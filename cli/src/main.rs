//! CLI for the staging migration jobs.
//!
//! `import` moves the V1, V2 and V2M build pack issues into the staging
//! repository; `crossrefs` labels staging issues with the meta-issues that
//! affect them.

use clap::{Parser, Subcommand};
use staging_migrator::{
    CrossRefSummary, ImportSources, ImportSummary, MigratorConfig, Runner, RunnerConfig,
    RunnerError,
};
use std::path::PathBuf;
use std::process::ExitCode;
use std::time::Duration;
use tracing::error;
use tracing_subscriber::{fmt, prelude::*, EnvFilter};

/// Staging Migrator - Import build pack issues and cross-link them in the staging tracker.
#[derive(Parser, Debug)]
#[command(author, version, about, long_about = None)]
struct Args {
    /// Path to a TOML config file.
    #[arg(long, global = true)]
    config: Option<PathBuf>,

    /// Destination repository (owner/name).
    #[arg(long, global = true)]
    repo: Option<String>,

    /// Pause after every tracker call, in milliseconds.
    #[arg(long, global = true)]
    delay_ms: Option<u64>,

    /// Preview tracker changes without making them.
    #[arg(long, global = true)]
    dry_run: bool,

    #[command(subcommand)]
    command: Command,
}

#[derive(Subcommand, Debug)]
enum Command {
    /// Create labels, milestones and issues from the three pack exports.
    Import {
        /// V1 export (`{"issues": [...]}`).
        #[arg(long)]
        v1: PathBuf,

        /// V2 export (`{"issues": [...]}`).
        #[arg(long)]
        v2: PathBuf,

        /// V2M export (bare array).
        #[arg(long)]
        v2m: PathBuf,

        /// Skip records whose title already exists in the repository.
        #[arg(long)]
        skip_existing: bool,
    },

    /// Create meta-issue labels and apply them to the mapped issues.
    Crossrefs {
        /// JSON object of meta-issue number -> issue numbers.
        #[arg(long)]
        mapping: PathBuf,
    },
}

#[tokio::main]
async fn main() -> ExitCode {
    // Initialize tracing
    init_tracing();

    // Parse arguments
    let args = Args::parse();

    // Per-item failures are reported in the summary and never change the exit code.
    match run(args).await {
        Ok(()) => ExitCode::SUCCESS,
        Err(e) => {
            error!(error = %e, "Critical failure");
            ExitCode::from(2)
        }
    }
}

/// Initializes tracing with environment filter support.
///
/// Sets up the global tracing subscriber with:
/// - Compact log formatting (single-line output)
/// - Log level filtering via `RUST_LOG` env var (defaults to "info")
fn init_tracing() {
    tracing_subscriber::registry()
        .with(fmt::layer().compact().with_target(false))
        .with(EnvFilter::try_from_default_env().unwrap_or_else(|_| EnvFilter::new("info")))
        .init();
}

/// Main execution logic.
async fn run(args: Args) -> Result<(), RunnerError> {
    let mut migrator = MigratorConfig::load(args.config.as_deref())?;
    if let Some(repo) = args.repo {
        migrator.repo = repo;
    }
    if let Some(ms) = args.delay_ms {
        migrator.set_delay(Duration::from_millis(ms));
    }
    migrator.validate()?;

    match args.command {
        Command::Import {
            v1,
            v2,
            v2m,
            skip_existing,
        } => {
            let config = RunnerConfig::new(migrator, args.dry_run).with_skip_existing(skip_existing);
            let runner = Runner::with_gh(config);
            let summary = runner.import(&ImportSources { v1, v2, v2m }).await?;
            print_import_summary(&summary);
        }
        Command::Crossrefs { mapping } => {
            let runner = Runner::with_gh(RunnerConfig::new(migrator, args.dry_run));
            let summary = runner.apply_crossrefs(&mapping).await?;
            print_crossref_summary(&summary);
        }
    }

    Ok(())
}

fn mode(dry_run: bool) -> &'static str {
    if dry_run {
        "Dry Run"
    } else {
        "Live"
    }
}

/// Prints the final import summary.
fn print_import_summary(summary: &ImportSummary) {
    println!("\n=== COMPLETE ===");
    println!("  Mode: {}", mode(summary.dry_run));
    println!(
        "  Labels: {} created, {} existing, {} failed",
        summary.labels.created, summary.labels.existing, summary.labels.failed
    );
    println!(
        "  Milestones: {} created, {} existing, {} failed",
        summary.milestones.created, summary.milestones.existing, summary.milestones.failed
    );
    for pack in &summary.packs {
        println!(
            "  {}: {} created, {} skipped, {} failed out of {}",
            pack.pack, pack.created, pack.skipped, pack.failed, pack.attempted
        );
    }
    println!(
        "Total: {} created, {} skipped, {} failed out of {}",
        summary.created(),
        summary.skipped(),
        summary.failed(),
        summary.attempted()
    );
    print_failure_note(summary.has_failures());
}

/// Prints the final cross-reference summary.
fn print_crossref_summary(summary: &CrossRefSummary) {
    println!("\n=== COMPLETE ===");
    println!("  Mode: {}", mode(summary.dry_run));
    println!(
        "  Labels: {} created, {} existing, {} failed",
        summary.labels.created, summary.labels.existing, summary.labels.failed
    );
    println!(
        "Total: {} applied, {} failed out of {}",
        summary.applied(),
        summary.failed(),
        summary.needed()
    );
    print_failure_note(summary.has_failures());
}

/// Points at the log when some items failed; the exit code stays 0.
fn print_failure_note(has_failures: bool) {
    if has_failures {
        println!("Completed with failures, see the log above for details.");
    }
}
//! Tracker-ready issue payload.

use crate::packs::Pack;

/// An issue record reduced to what the tracker needs.
#[derive(Debug, Clone, PartialEq, Eq)]
pub struct NormalizedIssue {
    /// Pack the record came from.
    pub pack: Pack,

    /// Source key or id, `UNKNOWN` when the record has none.
    pub key: String,

    /// `[PACK] KEY TITLE`.
    pub title: String,

    /// Markdown body ending with the provenance footer.
    pub body: String,

    /// Record labels followed by the pack's source label, without duplicates.
    pub labels: Vec<String>,

    /// `[PACK] MILESTONE`, if the record names one.
    pub milestone: Option<String>,
}
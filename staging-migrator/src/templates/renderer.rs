//! Meta-issue label renderer.

use crate::config::CrossRefLabels;
use handlebars::{no_escape, Handlebars};
use serde_json::json;

const NAME_TEMPLATE: &str = "meta_label_name";
const DESCRIPTION_TEMPLATE: &str = "meta_label_description";

/// Creates a Handlebars registry for plain-text label rendering.
///
/// The registry is configured with:
/// - No HTML escaping (label names are plain text)
/// - Strict mode (catches missing variables)
#[must_use]
pub fn create_handlebars_registry() -> Handlebars<'static> {
    let mut hbs = Handlebars::new();
    hbs.register_escape_fn(no_escape);
    hbs.set_strict_mode(true);
    hbs
}

/// Renders cross-reference label names and descriptions for meta-issues.
pub struct MetaLabelRenderer {
    handlebars: Handlebars<'static>,
}

impl MetaLabelRenderer {
    /// Compiles the configured formats.
    ///
    /// # Errors
    ///
    /// Returns an error if either format is not a valid template.
    pub fn new(formats: &CrossRefLabels) -> Result<Self, super::TemplateError> {
        let mut handlebars = create_handlebars_registry();
        handlebars.register_template_string(NAME_TEMPLATE, &formats.label_format)?;
        handlebars.register_template_string(DESCRIPTION_TEMPLATE, &formats.description_format)?;
        Ok(Self { handlebars })
    }

    /// Label name for `meta_id`, e.g. `v4:5`.
    ///
    /// # Errors
    ///
    /// Returns an error if the format references an unknown variable.
    pub fn name(&self, meta_id: u64) -> Result<String, super::TemplateError> {
        Ok(self
            .handlebars
            .render(NAME_TEMPLATE, &json!({ "id": meta_id }))?)
    }

    /// Label description for `meta_id`.
    ///
    /// # Errors
    ///
    /// Returns an error if the format references an unknown variable.
    pub fn description(&self, meta_id: u64) -> Result<String, super::TemplateError> {
        Ok(self
            .handlebars
            .render(DESCRIPTION_TEMPLATE, &json!({ "id": meta_id }))?)
    }
}
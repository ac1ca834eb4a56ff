//! Classification of tracker CLI results.

use super::CommandOutput;
use serde::Deserialize;

/// What a finished tracker call amounted to.
#[derive(Debug, Clone, Copy, PartialEq, Eq)]
pub enum CallOutcome {
    /// Exit code zero.
    Success,
    /// The resource being created is already there.
    AlreadyExists,
    /// The tracker throttled the call.
    RateLimited,
    /// Any other failure.
    Failed,
}

/// Error document the tracker API prints on failed `api` calls.
#[derive(Debug, Default, Deserialize)]
struct ApiErrorBody {
    #[serde(default)]
    message: String,
    #[serde(default)]
    errors: Vec<ApiErrorDetail>,
}

#[derive(Debug, Default, Deserialize)]
struct ApiErrorDetail {
    #[serde(default)]
    code: String,
}

/// Classifies a result from its exit code, stderr and any JSON error on stdout.
#[must_use]
pub fn classify(output: &CommandOutput) -> CallOutcome {
    if output.success() {
        return CallOutcome::Success;
    }

    let api_error: Option<ApiErrorBody> = serde_json::from_str(output.stdout.trim()).ok();
    let stderr = output.stderr.to_lowercase();

    let duplicate = api_error
        .as_ref()
        .is_some_and(|body| body.errors.iter().any(|e| e.code == "already_exists"));
    if duplicate || stderr.contains("already exists") {
        return CallOutcome::AlreadyExists;
    }

    let api_message = api_error
        .map(|body| body.message.to_lowercase())
        .unwrap_or_default();
    if is_throttled(&stderr) || api_message.contains("rate limit") {
        return CallOutcome::RateLimited;
    }

    CallOutcome::Failed
}

/// Matches the throttling signals `gh` prints, never free text that may echo
/// label names or titles back.
fn is_throttled(stderr: &str) -> bool {
    const PHRASES: [&str; 3] = [
        "api rate limit exceeded",
        "secondary rate limit",
        "(http 429)",
    ];
    PHRASES.iter().any(|phrase| stderr.contains(phrase))
        || (stderr.contains("(http 403)") && stderr.contains("rate limit"))
}

#[cfg(test)]
mod tests {
    use super::*;

    fn failed(stdout: &str, stderr: &str) -> CommandOutput {
        CommandOutput {
            code: Some(1),
            stdout: stdout.to_string(),
            stderr: stderr.to_string(),
        }
    }

    #[test]
    fn zero_exit_is_success() {
        let output = CommandOutput {
            code: Some(0),
            stdout: String::new(),
            stderr: "warning: something".to_string(),
        };
        assert_eq!(classify(&output), CallOutcome::Success);
    }

    #[test]
    fn detects_duplicate_label_from_stderr() {
        let output = failed(
            "",
            "label with name \"source:v1\" already exists; use `--force` to update its color and description",
        );
        assert_eq!(classify(&output), CallOutcome::AlreadyExists);
    }

    #[test]
    fn detects_duplicate_milestone_from_api_json() {
        let output = failed(
            r#"{"message":"Validation Failed","errors":[{"resource":"Milestone","code":"already_exists","field":"title"}],"documentation_url":"https://docs.github.com/rest"}"#,
            "gh: Validation Failed (HTTP 422)",
        );
        assert_eq!(classify(&output), CallOutcome::AlreadyExists);
    }

    #[test]
    fn detects_rate_limits() {
        let secondary = failed(
            "",
            "GraphQL: You have exceeded a secondary rate limit. Please wait a few minutes before you try again.",
        );
        let too_many = failed("", "gh: Too Many Requests (HTTP 429)");

        assert_eq!(classify(&secondary), CallOutcome::RateLimited);
        assert_eq!(classify(&too_many), CallOutcome::RateLimited);
    }

    #[test]
    fn detects_primary_rate_limit() {
        let output = failed(
            "",
            "gh: API rate limit exceeded for user ID 1234. (HTTP 403)",
        );
        assert_eq!(classify(&output), CallOutcome::RateLimited);
    }

    #[test]
    fn detects_rate_limit_from_api_message() {
        let output = failed(
            r#"{"message":"You have exceeded a secondary rate limit and have been temporarily blocked from content creation."}"#,
            "gh: HTTP 403",
        );
        assert_eq!(classify(&output), CallOutcome::RateLimited);
    }

    #[test]
    fn label_names_mentioning_abuse_are_failures() {
        let output = failed("", "could not add label: 'abuse-report' not found");
        assert_eq!(classify(&output), CallOutcome::Failed);
    }

    #[test]
    fn forbidden_without_rate_limit_is_a_failure() {
        let output = failed("", "gh: Resource not accessible by integration (HTTP 403)");
        assert_eq!(classify(&output), CallOutcome::Failed);
    }

    #[test]
    fn other_validation_errors_are_failures() {
        let output = failed(
            r#"{"message":"Validation Failed","errors":[{"resource":"Milestone","code":"invalid","field":"title"}]}"#,
            "gh: Validation Failed (HTTP 422)",
        );
        assert_eq!(classify(&output), CallOutcome::Failed);
    }

    #[test]
    fn killed_process_is_a_failure() {
        let output = CommandOutput {
            code: None,
            stdout: String::new(),
            stderr: String::new(),
        };
        assert_eq!(classify(&output), CallOutcome::Failed);
    }
}
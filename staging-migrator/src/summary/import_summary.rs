//! Importer run summary.

use super::{PackSummary, ProvisionReport};

/// Summary of a complete import run.
#[derive(Debug, Clone, Default)]
pub struct ImportSummary {
    /// Whether this was a dry run.
    pub dry_run: bool,

    /// Label provisioning counts.
    pub labels: ProvisionReport,

    /// Milestone provisioning counts.
    pub milestones: ProvisionReport,

    /// Issue counts, in import order.
    pub packs: Vec<PackSummary>,
}

impl ImportSummary {
    /// Creates a new empty summary.
    #[must_use]
    pub fn new(dry_run: bool) -> Self {
        Self {
            dry_run,
            ..Default::default()
        }
    }

    /// Records attempted across all packs.
    #[must_use]
    pub fn attempted(&self) -> usize {
        self.packs.iter().map(|p| p.attempted).sum()
    }

    /// Issues created across all packs.
    #[must_use]
    pub fn created(&self) -> usize {
        self.packs.iter().map(|p| p.created).sum()
    }

    /// Records skipped across all packs.
    #[must_use]
    pub fn skipped(&self) -> usize {
        self.packs.iter().map(|p| p.skipped).sum()
    }

    /// Records failed across all packs.
    #[must_use]
    pub fn failed(&self) -> usize {
        self.packs.iter().map(|p| p.failed).sum()
    }

    /// Returns true if any issue, label or milestone failed.
    #[must_use]
    pub fn has_failures(&self) -> bool {
        self.failed() > 0 || self.labels.failed > 0 || self.milestones.failed > 0
    }
}

#[cfg(test)]
mod tests {
    use super::*;
    use crate::issues::IssueStatus;
    use crate::packs::Pack;

    #[test]
    fn totals_sum_over_packs() {
        let mut summary = ImportSummary::new(false);
        for (pack, failures) in [(Pack::V1, 1), (Pack::V2, 0)] {
            let mut pack_summary = PackSummary::new(pack);
            pack_summary.record(&IssueStatus::Created {
                url: "u".to_string(),
            });
            for _ in 0..failures {
                pack_summary.record(&IssueStatus::Failed {
                    error: "e".to_string(),
                });
            }
            summary.packs.push(pack_summary);
        }

        assert_eq!(summary.attempted(), 3);
        assert_eq!(summary.created(), 2);
        assert_eq!(summary.failed(), 1);
        assert!(summary.has_failures());
    }
}
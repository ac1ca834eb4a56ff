//! Meta-issue to dependent-issue mapping.

use super::CrossRefError;
use crate::types::Identifier;
use std::collections::BTreeMap;
use std::path::Path;

/// Dependents of one meta-issue, in file order.
#[derive(Debug, Clone, PartialEq, Eq)]
pub struct MetaEntry {
    pub meta_id: u64,
    pub issues: Vec<Identifier>,
}

/// Mapping from meta-issue ids to the issues that get its label.
///
/// Entries are ordered by numeric meta-issue id.
#[derive(Debug, Clone, Default, PartialEq, Eq)]
pub struct CrossRefMapping {
    entries: Vec<MetaEntry>,
}

impl CrossRefMapping {
    /// Builds a mapping from string-encoded integer keys.
    ///
    /// # Errors
    ///
    /// Returns [`CrossRefError::InvalidKey`] for a key that isn't an integer.
    pub fn from_raw(raw: BTreeMap<String, Vec<Identifier>>) -> Result<Self, CrossRefError> {
        let mut entries = raw
            .into_iter()
            .map(|(key, issues)| {
                let meta_id = key
                    .trim()
                    .parse()
                    .map_err(|_| CrossRefError::InvalidKey { key: key.clone() })?;
                Ok(MetaEntry { meta_id, issues })
            })
            .collect::<Result<Vec<_>, CrossRefError>>()?;
        entries.sort_by_key(|entry| entry.meta_id);
        Ok(Self { entries })
    }

    /// Parses a mapping from JSON text.
    ///
    /// # Errors
    ///
    /// Returns [`CrossRefError`] if the JSON is malformed or a key isn't an integer.
    pub fn from_json(json: &str, origin: &str) -> Result<Self, CrossRefError> {
        let raw = serde_json::from_str(json).map_err(|e| CrossRefError::JsonError {
            path: origin.to_string(),
            source: e,
        })?;
        Self::from_raw(raw)
    }

    /// Loads a mapping file.
    ///
    /// # Errors
    ///
    /// Returns [`CrossRefError`] if the file can't be read or parsed.
    pub fn load(path: &Path) -> Result<Self, CrossRefError> {
        let content = std::fs::read_to_string(path).map_err(|e| CrossRefError::IoError {
            path: path.display().to_string(),
            source: e,
        })?;
        Self::from_json(&content, &path.display().to_string())
    }

    /// Entries in meta-issue order.
    #[must_use]
    pub fn entries(&self) -> &[MetaEntry] {
        &self.entries
    }

    /// Number of label applications the mapping asks for.
    #[must_use]
    pub fn total_links(&self) -> usize {
        self.entries.iter().map(|entry| entry.issues.len()).sum()
    }
}
//! Label naming templates.

mod error;
mod renderer;

pub use error::TemplateError;
pub use renderer::{create_handlebars_registry, MetaLabelRenderer};
//! Preview invoker that never mutates the tracker.

use super::{CommandOutput, InvokeError, TrackerCli};
use async_trait::async_trait;
use std::sync::Arc;
use tracing::info;

/// Logs mutating invocations instead of running them.
///
/// Read-only invocations (`issue list`) are passed to the wrapped invoker so a
/// preview sees the real state of the tracker. Everything else reports success
/// with a placeholder on stdout.
pub struct DryRunCli {
    inner: Arc<dyn TrackerCli>,
}

impl DryRunCli {
    /// Wraps `inner`.
    #[must_use]
    pub fn new(inner: Arc<dyn TrackerCli>) -> Self {
        Self { inner }
    }
}

fn is_read_only(args: &[String]) -> bool {
    matches!(args, [group, verb, ..] if group == "issue" && verb == "list")
}

#[async_trait]
impl TrackerCli for DryRunCli {
    async fn run(&self, args: &[String]) -> Result<CommandOutput, InvokeError> {
        if is_read_only(args) {
            return self.inner.run(args).await;
        }

        info!(command = %args.join(" "), "[DRY RUN] Would run");
        Ok(CommandOutput::ok("(dry run)"))
    }
}

#[cfg(test)]
mod tests {
    use super::*;
    use crate::test_support::RecordingCli;

    fn args(list: &[&str]) -> Vec<String> {
        list.iter().map(|s| (*s).to_string()).collect()
    }

    #[tokio::test]
    async fn mutating_calls_are_not_forwarded() {
        let inner = Arc::new(RecordingCli::succeeding());
        let cli = DryRunCli::new(inner.clone());

        let output = cli
            .run(&args(&["label", "create", "source:v1"]))
            .await
            .unwrap();

        assert!(output.success());
        assert!(!output.stdout.trim().is_empty());
        assert!(inner.calls().is_empty());
    }

    #[tokio::test]
    async fn issue_listing_is_forwarded() {
        let inner = Arc::new(RecordingCli::succeeding());
        let cli = DryRunCli::new(inner.clone());

        cli.run(&args(&["issue", "list", "--json", "title"]))
            .await
            .unwrap();

        assert_eq!(inner.calls().len(), 1);
    }
}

* [Activity]: Every line above that holds the word "ImportSummary" should be copied out.

* [Solution to this task]:
    CrossRefSummary, ImportSources, ImportSummary, MigratorConfig, Runner, RunnerConfig,
fn print_import_summary(summary: &ImportSummary) {
pub struct ImportSummary {
impl ImportSummary {
        let mut summary = ImportSummary::new(false);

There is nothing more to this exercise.